According to the connection in Figure 4, the residual error for the modeling filter $\widehat{S}\left(z\right)$ is calculated as

(12)$$\begin{gathered} f\left(n\right)=e\left(n\right)+{\widehat{v}}^{\prime }\left(n\right) \\ =d\left(n\right)-y^{\prime }\left(n\right)-v^{\prime }\left(n\right)+{\widehat{v}}^{\prime }\left(n\right) \\ =(d\left(n\right)-y^{\prime }\left(n\right))-(v^{\prime }\left(n\right)-{\widehat{v}}^{\prime }\left(n\right)). \end{gathered}$$

In the above equation, the first term in the parentheses is the residual error of the primary path, while the second term is the residual error for online modeling of the secondary path. These two residual errors are not correlative with each other because the primary road noise and the additive random noise are independent. Therefore, the first term in parentheses in f(n) does not affect the convergence and accuracy of modeling the filter $\widehat{S}\left(z\right)$ based on the theory of adaptive filter when the LMS algorithm is implemented.

On the other side, since it is impossible to access the primary noise d(n), the estimated primary noise $\widehat{d}\left(z\right)$ is reconstructed as a synthesized reference signal x(n) as expressed in Equation (3), if $\widehat{S}\left(z\right)\approx S\left(z\right)$. As a result, after introducing the additive random noise, Equation (3) can be modified as

(13)$$\begin{gathered} x\left(n\right)\equiv \widehat{d}\left(n\right)=f\left(n\right)+{\widehat{y}}^{\prime }\left(n\right) \\ =\left(d\left(n\right)-y^{\prime }\left(n\right)\right)-\left(v^{\prime }\left(n\right)-{\widehat{v}}^{\prime }\left(n\right)\right)+{\widehat{y}}^{\prime }\left(n\right), \end{gathered}$$

(14)${\widehat{y}}^{\prime }\left(n\right)\equiv \widehat{s}\left(n\right)\ast y\left(n\right).$

It can be seen from Equation (13) that if $\widehat{S}\left(z\right)\approx S\left(z\right)$, then ${\widehat{y}}^{\prime }\left(n\right)\approx y^{\prime }\left(n\right)$, and Equation (13) is simplified as

(15)$$\begin{gathered} x\left(n\right)\equiv \widehat{d}\left(n\right)=f\left(n\right)+{\widehat{y}}^{\prime }\left(n\right) \\ =d\left(n\right)-\left(v^{\prime }\left(n\right)-{\widehat{v}}^{\prime }\left(n\right)\right), \end{gathered}$$

The paper presents an approach to addressing the above problem. Specifically, the feedback ANC system remains inactive during the process of online secondary path modeling, and it starts to work after model estimation of the secondary path is completed. The duration of constructing the $\widehat{S}\left(z\right)$ model is short, as demonstrated in Section 4.

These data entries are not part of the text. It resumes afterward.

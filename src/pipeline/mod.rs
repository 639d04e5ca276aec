//! Each stage is a method that only exists on the stage before it:
//!
//! ```text
//! guard -> clean -> [wrap] -> resolve_lists -> expand_breaks
//!       -> apply_properties -> trim_boundaries -> normalize_whitespace -> unguard
//! ```
//!
//! Calling them out of order does not compile.

mod breaks;
mod entities;
mod lists;
mod trim;
mod whitespace;

use std::marker::PhantomData;

use crate::html::HtmlCleaner;
use crate::model::ConversionContext;
use crate::properties::PropertyProcessor;
use crate::wml;

pub mod stage {
    //! Marker types naming what has already been done to a [`Markup`](super::Markup).

    /// Literal `&lt;` / `&gt;` replaced by placeholders.
    #[derive(Debug)]
    pub struct Guarded;
    /// Reduced to the supported tag vocabulary, optionally wrapped in one paragraph.
    #[derive(Debug)]
    pub struct Cleaned;
    /// No `<ul>` / `<ol>` blocks left that have a matching close.
    #[derive(Debug)]
    pub struct ListsResolved;
    /// No `</p>` or `<br>` left.
    #[derive(Debug)]
    pub struct BreaksExpanded;
    /// Inline formatting turned into run properties; only `w:` tags remain.
    #[derive(Debug)]
    pub struct PropertiesApplied;
    /// No vacuous paragraphs at either end.
    #[derive(Debug)]
    pub struct Trimmed;
    /// Whitespace collapsed and every `w:t` marked as space-preserving.
    #[derive(Debug)]
    pub struct Normalized;
}

use stage::*;

#[derive(Debug)]
pub struct Markup<S> {
    text: String,
    stage: PhantomData<S>,
}

impl<S> Markup<S> {
    fn advance<T>(text: String) -> Markup<T> {
        Markup {
            text,
            stage: PhantomData,
        }
    }

    pub fn as_str(&self) -> &str {
        &self.text
    }
}

impl Markup<Guarded> {
    pub fn guard(html: &str) -> Self {
        Self::advance(entities::guard(html))
    }

    pub fn clean(self, cleaner: &(impl HtmlCleaner + ?Sized)) -> Markup<Cleaned> {
        Self::advance(cleaner.clean(&self.text))
    }
}

impl Markup<Cleaned> {
    /// Put the whole fragment inside one paragraph shell carrying the configured styling.
    pub fn wrap(self, ctx: &ConversionContext) -> Self {
        let mut text = wml::open_styled_paragraph(ctx.styles);
        text.push_str(&self.text);
        text.push_str(wml::CLOSE_PARAGRAPH);
        Self::advance(text)
    }

    pub fn resolve_lists(self, ctx: &mut ConversionContext) -> Markup<ListsResolved> {
        Self::advance(lists::resolve_lists(&self.text, ctx))
    }
}

impl Markup<ListsResolved> {
    pub fn expand_breaks(self, ctx: &ConversionContext) -> Markup<BreaksExpanded> {
        Self::advance(breaks::expand_breaks(&self.text, ctx))
    }
}

impl Markup<BreaksExpanded> {
    pub fn apply_properties(
        self,
        processor: &(impl PropertyProcessor + ?Sized),
    ) -> Markup<PropertiesApplied> {
        Self::advance(processor.process(&self.text))
    }
}

impl Markup<PropertiesApplied> {
    pub fn trim_boundaries(self, ctx: &ConversionContext) -> Markup<Trimmed> {
        Self::advance(trim::trim_boundaries(&self.text, ctx.styles))
    }
}

impl Markup<Trimmed> {
    pub fn normalize_whitespace(self) -> Markup<Normalized> {
        Self::advance(whitespace::normalize_whitespace(&self.text))
    }
}

impl Markup<Normalized> {
    pub fn unguard(self) -> String {
        entities::unguard(&self.text)
    }
}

5. Simulation Study Using Real Road Noise Data and Discussion

In this section, the computational simulation is described, and the results are presented to demonstrate the effectiveness and performance of the proposed feedback ANC algorithm. Unlike most research papers, the primary noise employed in the simulation is not white noise or composite harmonic waves with several different frequencies, which are generated by a computer, but real measured road noise. A passenger car was driven at an almost constant speed of 60 km/h on a rough asphalt city road, and the noise around driver’s ears was measured using a signal microphone sensor with the sampling rate of 8000 Hz.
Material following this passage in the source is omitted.